→ What you should do: Set all of the entries down again precisely as they are written.

*** Begin section ***

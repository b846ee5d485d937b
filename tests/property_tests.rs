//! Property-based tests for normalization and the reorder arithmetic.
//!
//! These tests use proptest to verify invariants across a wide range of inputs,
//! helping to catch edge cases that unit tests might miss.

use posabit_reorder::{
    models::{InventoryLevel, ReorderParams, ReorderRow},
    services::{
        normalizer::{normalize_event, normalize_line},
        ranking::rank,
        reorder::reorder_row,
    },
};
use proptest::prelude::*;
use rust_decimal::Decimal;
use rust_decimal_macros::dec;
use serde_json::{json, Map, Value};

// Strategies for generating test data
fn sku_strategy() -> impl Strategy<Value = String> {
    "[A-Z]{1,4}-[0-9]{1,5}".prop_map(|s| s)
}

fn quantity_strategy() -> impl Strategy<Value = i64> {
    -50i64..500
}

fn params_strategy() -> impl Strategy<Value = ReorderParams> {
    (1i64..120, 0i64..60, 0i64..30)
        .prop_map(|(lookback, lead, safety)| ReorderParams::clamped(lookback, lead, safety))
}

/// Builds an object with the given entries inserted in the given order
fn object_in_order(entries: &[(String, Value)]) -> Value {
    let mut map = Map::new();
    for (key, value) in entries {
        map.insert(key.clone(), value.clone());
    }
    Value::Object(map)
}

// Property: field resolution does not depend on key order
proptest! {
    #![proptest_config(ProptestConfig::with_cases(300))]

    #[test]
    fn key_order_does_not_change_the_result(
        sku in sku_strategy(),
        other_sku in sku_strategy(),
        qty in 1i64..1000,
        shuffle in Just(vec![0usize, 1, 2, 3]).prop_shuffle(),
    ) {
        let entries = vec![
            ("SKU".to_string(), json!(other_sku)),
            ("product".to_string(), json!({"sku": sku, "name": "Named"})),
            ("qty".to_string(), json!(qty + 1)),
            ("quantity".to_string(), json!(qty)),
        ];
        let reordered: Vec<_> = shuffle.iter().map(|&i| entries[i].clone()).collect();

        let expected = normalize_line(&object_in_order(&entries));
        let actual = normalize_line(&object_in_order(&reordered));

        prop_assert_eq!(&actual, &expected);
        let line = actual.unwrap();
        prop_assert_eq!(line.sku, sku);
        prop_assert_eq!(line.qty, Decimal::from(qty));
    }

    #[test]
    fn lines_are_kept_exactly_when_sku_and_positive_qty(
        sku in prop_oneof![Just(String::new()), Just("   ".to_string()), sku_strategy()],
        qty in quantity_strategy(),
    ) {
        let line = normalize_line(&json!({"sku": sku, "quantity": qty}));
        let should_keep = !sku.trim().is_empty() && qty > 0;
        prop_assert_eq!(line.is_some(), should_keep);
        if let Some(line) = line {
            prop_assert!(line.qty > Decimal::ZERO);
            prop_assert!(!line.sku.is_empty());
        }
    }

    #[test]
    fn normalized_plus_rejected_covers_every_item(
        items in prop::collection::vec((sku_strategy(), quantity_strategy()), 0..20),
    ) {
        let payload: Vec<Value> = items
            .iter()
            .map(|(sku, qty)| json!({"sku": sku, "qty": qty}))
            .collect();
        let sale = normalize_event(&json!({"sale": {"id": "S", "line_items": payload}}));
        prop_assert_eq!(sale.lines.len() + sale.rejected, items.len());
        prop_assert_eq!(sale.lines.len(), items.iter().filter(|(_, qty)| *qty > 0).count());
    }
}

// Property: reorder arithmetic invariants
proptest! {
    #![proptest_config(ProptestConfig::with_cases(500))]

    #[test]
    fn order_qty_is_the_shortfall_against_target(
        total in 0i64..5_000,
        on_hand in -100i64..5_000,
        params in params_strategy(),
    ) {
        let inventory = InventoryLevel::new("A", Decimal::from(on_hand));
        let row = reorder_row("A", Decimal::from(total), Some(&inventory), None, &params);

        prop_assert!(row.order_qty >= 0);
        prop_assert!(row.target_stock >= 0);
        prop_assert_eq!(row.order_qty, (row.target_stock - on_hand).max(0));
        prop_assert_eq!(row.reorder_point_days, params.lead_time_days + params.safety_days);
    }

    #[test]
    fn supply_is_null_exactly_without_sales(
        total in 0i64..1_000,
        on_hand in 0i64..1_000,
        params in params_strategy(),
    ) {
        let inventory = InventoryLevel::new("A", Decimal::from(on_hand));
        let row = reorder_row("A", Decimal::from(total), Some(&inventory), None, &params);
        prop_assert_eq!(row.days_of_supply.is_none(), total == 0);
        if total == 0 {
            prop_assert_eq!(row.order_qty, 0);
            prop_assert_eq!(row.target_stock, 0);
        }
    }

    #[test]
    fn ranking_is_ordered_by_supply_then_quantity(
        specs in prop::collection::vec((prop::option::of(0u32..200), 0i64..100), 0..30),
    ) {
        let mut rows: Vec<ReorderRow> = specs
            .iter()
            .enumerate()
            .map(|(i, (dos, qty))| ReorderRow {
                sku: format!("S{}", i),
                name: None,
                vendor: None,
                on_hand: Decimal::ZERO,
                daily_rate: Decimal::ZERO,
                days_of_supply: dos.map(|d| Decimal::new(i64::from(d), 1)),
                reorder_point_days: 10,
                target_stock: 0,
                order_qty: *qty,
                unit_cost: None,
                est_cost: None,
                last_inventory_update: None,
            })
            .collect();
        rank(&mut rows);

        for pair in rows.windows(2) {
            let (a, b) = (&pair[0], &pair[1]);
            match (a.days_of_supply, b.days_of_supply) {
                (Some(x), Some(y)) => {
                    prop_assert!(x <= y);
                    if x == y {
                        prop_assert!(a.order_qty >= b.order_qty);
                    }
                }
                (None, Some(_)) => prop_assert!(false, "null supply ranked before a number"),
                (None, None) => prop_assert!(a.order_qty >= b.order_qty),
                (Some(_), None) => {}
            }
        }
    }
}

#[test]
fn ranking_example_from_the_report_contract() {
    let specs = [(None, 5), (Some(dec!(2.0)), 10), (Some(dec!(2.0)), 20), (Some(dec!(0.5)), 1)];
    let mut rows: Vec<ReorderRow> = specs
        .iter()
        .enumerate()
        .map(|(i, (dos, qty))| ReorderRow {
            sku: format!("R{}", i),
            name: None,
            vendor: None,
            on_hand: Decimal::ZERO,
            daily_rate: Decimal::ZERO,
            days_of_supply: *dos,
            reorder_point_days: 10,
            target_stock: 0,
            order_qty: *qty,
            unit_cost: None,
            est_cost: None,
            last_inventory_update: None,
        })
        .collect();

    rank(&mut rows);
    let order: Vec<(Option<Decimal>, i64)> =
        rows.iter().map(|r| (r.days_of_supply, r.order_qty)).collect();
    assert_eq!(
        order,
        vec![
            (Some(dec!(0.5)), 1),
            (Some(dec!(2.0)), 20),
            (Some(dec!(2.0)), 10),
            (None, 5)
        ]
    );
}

*** End section ***

→ Written response:
repository b846ee5d485d937b
filename tests/property_tests.rs
//! Property-based tests for normalization and the reorder arithmetic.
//!
//! These tests use proptest to verify invariants across a wide range of inputs,
//! helping to catch edge cases that unit tests might miss.

use posabit_reorder::{
    models::{InventoryLevel, ReorderParams, ReorderRow},
    services::{
        normalizer::{normalize_event, normalize_line},
        ranking::rank,
        reorder::reorder_row,
    },
};
use proptest::prelude::*;
use rust_decimal::Decimal;
use rust_decimal_macros::dec;
use serde_json::{json, Map, Value};

// Strategies for generating test data
fn sku_strategy() -> impl Strategy<Value = String> {
    "[A-Z]{1,4}-[0-9]{1,5}".prop_map(|s| s)
}

fn quantity_strategy() -> impl Strategy<Value = i64> {
    -50i64..500
}

fn params_strategy() -> impl Strategy<Value = ReorderParams> {
    (1i64..120, 0i64..60, 0i64..30)
        .prop_map(|(lookback, lead, safety)| ReorderParams::clamped(lookback, lead, safety))
}

/// Builds an object with the given entries inserted in the given order
fn object_in_order(entries: &[(String, Value)]) -> Value {
    let mut map = Map::new();
    for (key, value) in entries {
        map.insert(key.clone(), value.clone());
    }
    Value::Object(map)
}

// Property: field resolution does not depend on key order
proptest! {
    #![proptest_config(ProptestConfig::with_cases(300))]

    #[test]
    fn key_order_does_not_change_the_result(
        sku in sku_strategy(),
        other_sku in sku_strategy(),
        qty in 1i64..1000,
        shuffle in Just(vec![0usize, 1, 2, 3]).prop_shuffle(),
    ) {
        let entries = vec![
            ("SKU".to_string(), json!(other_sku)),
            ("product".to_string(), json!({"sku": sku, "name": "Named"})),
            ("qty".to_string(), json!(qty + 1)),
            ("quantity".to_string(), json!(qty)),
        ];
        let reordered: Vec<_> = shuffle.iter().map(|&i| entries[i].clone()).collect();

        let expected = normalize_line(&object_in_order(&entries));
        let actual = normalize_line(&object_in_order(&reordered));

        prop_assert_eq!(&actual, &expected);
        let line = actual.unwrap();
        prop_assert_eq!(line.sku, sku);
        prop_assert_eq!(line.qty, Decimal::from(qty));
    }

    #[test]
    fn lines_are_kept_exactly_when_sku_and_positive_qty(
        sku in prop_oneof![Just(String::new()), Just("   ".to_string()), sku_strategy()],
        qty in quantity_strategy(),
    ) {
        let line = normalize_line(&json!({"sku": sku, "quantity": qty}));
        let should_keep = !sku.trim().is_empty() && qty > 0;
        prop_assert_eq!(line.is_some(), should_keep);
        if let Some(line) = line {
            prop_assert!(line.qty > Decimal::ZERO);
            prop_assert!(!line.sku.is_empty());
        }
    }

    #[test]
    fn normalized_plus_rejected_covers_every_item(
        items in prop::collection::vec((sku_strategy(), quantity_strategy()), 0..20),
    ) {
        let payload: Vec<Value> = items
            .iter()
            .map(|(sku, qty)| json!({"sku": sku, "qty": qty}))
            .collect();
        let sale = normalize_event(&json!({"sale": {"id": "S", "line_items": payload}}));
        prop_assert_eq!(sale.lines.len() + sale.rejected, items.len());
        prop_assert_eq!(sale.lines.len(), items.iter().filter(|(_, qty)| *qty > 0).count());
    }
}

// Property: reorder arithmetic invariants
proptest! {
    #![proptest_config(ProptestConfig::with_cases(500))]

    #[test]
    fn order_qty_is_the_shortfall_against_target(
        total in 0i64..5_000,
        on_hand in -100i64..5_000,
        params in params_strategy(),
    ) {
        let inventory = InventoryLevel::new("A", Decimal::from(on_hand));
        let row = reorder_row("A", Decimal::from(total), Some(&inventory), None, &params);

        prop_assert!(row.order_qty >= 0);
        prop_assert!(row.target_stock >= 0);
        prop_assert_eq!(row.order_qty, (row.target_stock - on_hand).max(0));
        prop_assert_eq!(row.reorder_point_days, params.lead_time_days + params.safety_days);
    }

    #[test]
    fn supply_is_null_exactly_without_sales(
        total in 0i64..1_000,
        on_hand in 0i64..1_000,
        params in params_strategy(),
    ) {
        let inventory = InventoryLevel::new("A", Decimal::from(on_hand));
        let row = reorder_row("A", Decimal::from(total), Some(&inventory), None, &params);
        prop_assert_eq!(row.days_of_supply.is_none(), total == 0);
        if total == 0 {
            prop_assert_eq!(row.order_qty, 0);
            prop_assert_eq!(row.target_stock, 0);
        }
    }

    #[test]
    fn ranking_is_ordered_by_supply_then_quantity(
        specs in prop::collection::vec((prop::option::of(0u32..200), 0i64..100), 0..30),
    ) {
        let mut rows: Vec<ReorderRow> = specs
            .iter()
            .enumerate()
            .map(|(i, (dos, qty))| ReorderRow {
                sku: format!("S{}", i),
                name: None,
                vendor: None,
                on_hand: Decimal::ZERO,
                daily_rate: Decimal::ZERO,
                days_of_supply: dos.map(|d| Decimal::new(i64::from(d), 1)),
                reorder_point_days: 10,
                target_stock: 0,
                order_qty: *qty,
                unit_cost: None,
                est_cost: None,
                last_inventory_update: None,
            })
            .collect();
        rank(&mut rows);

        for pair in rows.windows(2) {
            let (a, b) = (&pair[0], &pair[1]);
            match (a.days_of_supply, b.days_of_supply) {
                (Some(x), Some(y)) => {
                    prop_assert!(x <= y);
                    if x == y {
                        prop_assert!(a.order_qty >= b.order_qty);
                    }
                }
                (None, Some(_)) => prop_assert!(false, "null supply ranked before a number"),
                (None, None) => prop_assert!(a.order_qty >= b.order_qty),
                (Some(_), None) => {}
            }
        }
    }
}

#[test]
fn ranking_example_from_the_report_contract() {
    let specs = [(None, 5), (Some(dec!(2.0)), 10), (Some(dec!(2.0)), 20), (Some(dec!(0.5)), 1)];
    let mut rows: Vec<ReorderRow> = specs
        .iter()
        .enumerate()
        .map(|(i, (dos, qty))| ReorderRow {
            sku: format!("R{}", i),
            name: None,
            vendor: None,
            on_hand: Decimal::ZERO,
            daily_rate: Decimal::ZERO,
            days_of_supply: *dos,
            reorder_point_days: 10,
            target_stock: 0,
            order_qty: *qty,
            unit_cost: None,
            est_cost: None,
            last_inventory_update: None,
        })
        .collect();

    rank(&mut rows);
    let order: Vec<(Option<Decimal>, i64)> =
        rows.iter().map(|r| (r.days_of_supply, r.order_qty)).collect();
    assert_eq!(
        order,
        vec![
            (Some(dec!(0.5)), 1),
            (Some(dec!(2.0)), 20),
            (Some(dec!(2.0)), 10),
            (None, 5)
        ]
    );
}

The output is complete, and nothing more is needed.